Review by Kolleen M. Guy, University of Texas at San Antonio.
It would be hard to drive on a major French roadway without noticing the ubiquitous signs displaying products of the terroir or enticing drivers to stop in yet another small town for a unique taste of the local culinary savoir-faire. Pick up a French guidebook or a tourist brochure and you are sure to find a reference to a local culinary delight or regional product. We are invited to sample a true, authentic France through cheese, wine, or the foods served at a village festival. The vogue for products of the terroir and the France of regions progressively increased in 1980s and 1990s. It was in the midst of this wave of popular constructions of terroir that Pierre Boisard conducted his research and wrote Camembert: A National Myth. A survey of French consumers by the Institut français pour la nutrition captured this moment, documenting a sharp rise in interest in products of the terroir and a demand for increased availability at the local grocery store or supermarket. Interest in produits du terroir, as the survey indicated, was closely linked to tourism; those interviewed for the survey reported acquiring an interest in regional products during a vacation or trip. Culinary tourism to taste and experience the terroir is quite lucrative. The survey concluded that the French attach several meanings to products with claims to terroir: traditional, artisanal production of superior quality, an “authentic” product with deep roots in France’s past, and a pleasurable, convivial experience. This extraordinary relationship between food and history, gastronomy and memory has played a role in making food, as historian Pascal Ory has concluded, “one of the distinctive ingredients, if not the distinctive ingredient, of French identity.”
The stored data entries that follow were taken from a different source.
//! Helpers for bounded configuration values.

use std::cmp;

//------------ DefMinMax -----------------------------------------------------

/// The default, minimum, and maximum values for a config variable.
#[derive(Clone, Copy, Debug)]
pub struct DefMinMax<T> {
    /// The default value,
    def: T,

    /// The minimum value,
    min: T,

    /// The maximum value,
    max: T,
}

impl<T> DefMinMax<T> {
    /// Creates a new value.
    pub const fn new(def: T, min: T, max: T) -> Self {
        Self { def, min, max }
    }

    /// Returns the default value.
    pub fn default(self) -> T {
        self.def
    }

    /// Trims the given value to fit into the minimum/maximum range.
    pub fn limit(self, value: T) -> T
    where
        T: Ord,
    {
        cmp::max(self.min, cmp::min(self.max, value))
    }
}

//============ Tests =========================================================

#[cfg(test)]
mod tests {
    use super::*;
    use std::time::Duration;

    #[test]
    fn limit_clamps_to_range() {
        let dmm = DefMinMax::new(12_u16, 1, 100);
        assert_eq!(dmm.default(), 12);
        assert_eq!(dmm.limit(0), 1);
        assert_eq!(dmm.limit(50), 50);
        assert_eq!(dmm.limit(1000), 100);
    }

    #[test]
    fn limit_durations() {
        let dmm = DefMinMax::new(
            Duration::from_secs(5),
            Duration::from_millis(100),
            Duration::from_secs(60),
        );
        assert_eq!(dmm.limit(Duration::ZERO), Duration::from_millis(100));
        assert_eq!(
            dmm.limit(Duration::from_secs(3600)),
            Duration::from_secs(60)
        );
    }
}
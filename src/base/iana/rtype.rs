//! Resource Record (RR) TYPEs

//------------ Rtype ---------------------------------------------------------

int_enum! {
    /// Resource Record Types.
    ///
    /// Each resource records has a 16 bit type value indicating what kind of
    /// information is represented by the record. Normal query includes the
    /// type of record information is requested for. A few aditional types,
    /// called query types, are defined as well and can only be used in
    /// questions. This type represents both these types.
    ///
    /// The currently assigned values are maintained in an [IANA registry].
    /// Only the types the validator has a use for have constants. All other
    /// values are still representable via [`Rtype::from_int`].
    ///
    /// [IANA registry]: http://www.iana.org/assignments/dns-parameters/dns-parameters.xhtml#dns-parameters-4
    =>
    Rtype, u16;

    /// A host address.
    (A => 1, "A")

    /// An authoritative name server.
    (NS => 2, "NS")

    /// The canonical name for an alias
    (CNAME => 5, "CNAME")

    /// Marks the start of a zone of authority.
    (SOA => 6, "SOA")

    /// A domain name pointer.
    (PTR => 12, "PTR")

    /// Mail exchange.
    (MX => 15, "MX")

    /// Text strings.
    (TXT => 16, "TXT")

    /// IPv6 address.
    (AAAA =>  28, "AAAA")

    /// Server selection.
    (SRV => 33, "SRV")

    /// Delegation name.
    ///
    /// See RFC 6672.
    (DNAME => 39, "DNAME")

    /// OPT pseudo-RR.
    (OPT => 41, "OPT")

    /// Delegation signer.
    ///
    /// See RFC 4034.
    (DS => 43, "DS")

    /// RRSIG.
    ///
    /// See RFC 4034.
    (RRSIG => 46, "RRSIG")

    /// NSEC.
    ///
    /// See RFC 4034.
    (NSEC => 47, "NSEC")

    /// DNSKEY.
    ///
    /// See RFC 4034.
    (DNSKEY => 48, "DNSKEY")

    /// NSEC3.
    ///
    /// See RFC 5155.
    (NSEC3 => 50, "NSEC3")

    /// NSEC3PARAM.
    ///
    /// See RFC 5155.
    (NSEC3PARAM => 51, "NSEC3PARAM")

    /// Child DS.
    ///
    /// See RFC 7344.
    (CDS => 59, "CDS")

    /// Child DNSKEY.
    ///
    /// See RFC 7344.
    (CDNSKEY => 60, "CDNSKEY")

    /// A request for all records the server/cache has available.
    (ANY => 255, "ANY")
}

int_enum_str_with_prefix!(Rtype, "TYPE", u16, "unknown record type");

impl Rtype {
    /// Returns whether the type only exists to carry DNSSEC proofs.
    ///
    /// These are the types that are removed from a response when the
    /// client did not set the DO flag.
    #[must_use]
    pub fn is_dnssec(self) -> bool {
        self == Rtype::RRSIG || self == Rtype::NSEC || self == Rtype::NSEC3
    }

    /// Returns whether the type appears only on the parent side of a zone
    /// cut.
    #[must_use]
    pub fn is_parent_side(self) -> bool {
        self == Rtype::DS
    }
}

//============ Tests =========================================================
//! Sending requests and receiving responses.
//!
//! This module provides the transports of the stub resolver. A transport
//! implements the [SendRequest][request::SendRequest] trait: it takes a
//! request and returns an object from which the response can later be
//! collected. Transports are meant to be stacked. The bottom of the stack
//! is whatever actually talks to the network and is provided by the user.
//! On top of that, the crate offers two transports:
//!
//! * [validator] validates responses and turns bogus ones into SERVFAIL,
//! * [cache] caches responses for the time their TTLs allow.
//!
//! A typical stack puts the cache in front of the validator so that
//! validation only happens once per response:
//!
//! ```no_run
//! # use std::sync::Arc;
//! # use valstub::base::{Name, Rtype};
//! # use valstub::net::client::{cache, validator};
//! # use valstub::net::client::request::{RequestMessage, SendRequest};
//! # use valstub::validator::anchor::TrustAnchors;
//! # use valstub::validator::context::ValidationContext;
//! # use std::str::FromStr;
//! #
//! # async fn f<Upstream>(upstream: Upstream, ta: TrustAnchors)
//! # where
//! #     Upstream: SendRequest<RequestMessage> + Clone + Send + Sync + 'static
//! # {
//! let vc = Arc::new(ValidationContext::new(ta, upstream.clone()));
//! let validating = validator::Connection::new(upstream, vc.clone());
//! let caching = cache::Connection::new(validating);
//!
//! let msg = valstub::base::Message::query(
//!     valstub::base::Question::new_in(
//!         Name::from_str("www.example.com.").unwrap(),
//!         Rtype::AAAA,
//!     ),
//!     false,
//! );
//! let mut request = caching.send_request(RequestMessage::new(msg));
//! let response = request.get_response().await.unwrap();
//! println!("AD: {}", response.header().ad());
//! # }
//! ```

pub mod cache;
pub mod request;
pub mod validator;

mod validator_test;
Cheese, as Pierre Boisard reminds us, has a special place in French memory. After all, one of France’s most legendary statesmen, Charles De Gaulle, famously made reference to the nation’s diversity of cheeses when attempting to explain to Winston Churchill the challenges in governing the country. More recently on this side of the Atlantic, American conservatives have ridiculed the nation’s cheese eating habits, employing “Cheese Eating Surrender Monkeys” as an epithet. There is a strong identification of France with its cheeses both inside and outside of the hexagon. Boisard, from the Centre d’Etude de l’Emploi, has turned his considerable research experience in workplace sociology to an examination of the historic evolution of this national identification. The result is a highly readable, nostalgic account of the rise and demise of a cheese. For Boisard, this is more than an esoteric food lover’s tale. Camembert is a mirror of France, with a story that parallels that of the nation. And, just as the cheese has strayed from its rural past, its terroir, its identity, so too, he seems to suggest, have the French people. Camembert is a “witness to history, a messenger from the past to remind the French of their peasant origins” (p. 224).
This book is best categorized as an ethnohistory, with its origins in fieldwork conducted by the author in the 1980s. (In fairness to the author, however, he does not bill it as one.) As such, it bears many of the shortcomings of the genre. Like other recent ethnohistories of the food and wine industry, it lacks a historian’s realization that the past creates the present. Instead, the ethnographer is entrapped in nostalgia, lamenting the past and a mythic golden age. After much field work--often with those on the losing end of globalization or those buffeted by the vagaries of capitalism--the ethnographer briefly glances into the archives and confirms our fall from grace. Boisard’s work is a bit more sophisticated and subtle, yet nonetheless his historical scholarship remains mired in his memories and a nostalgia for a perfect cheese that, in many ways, never existed. If the cheese he mourns is a myth, is it possible that so, too, is the nation that he imagines it represents?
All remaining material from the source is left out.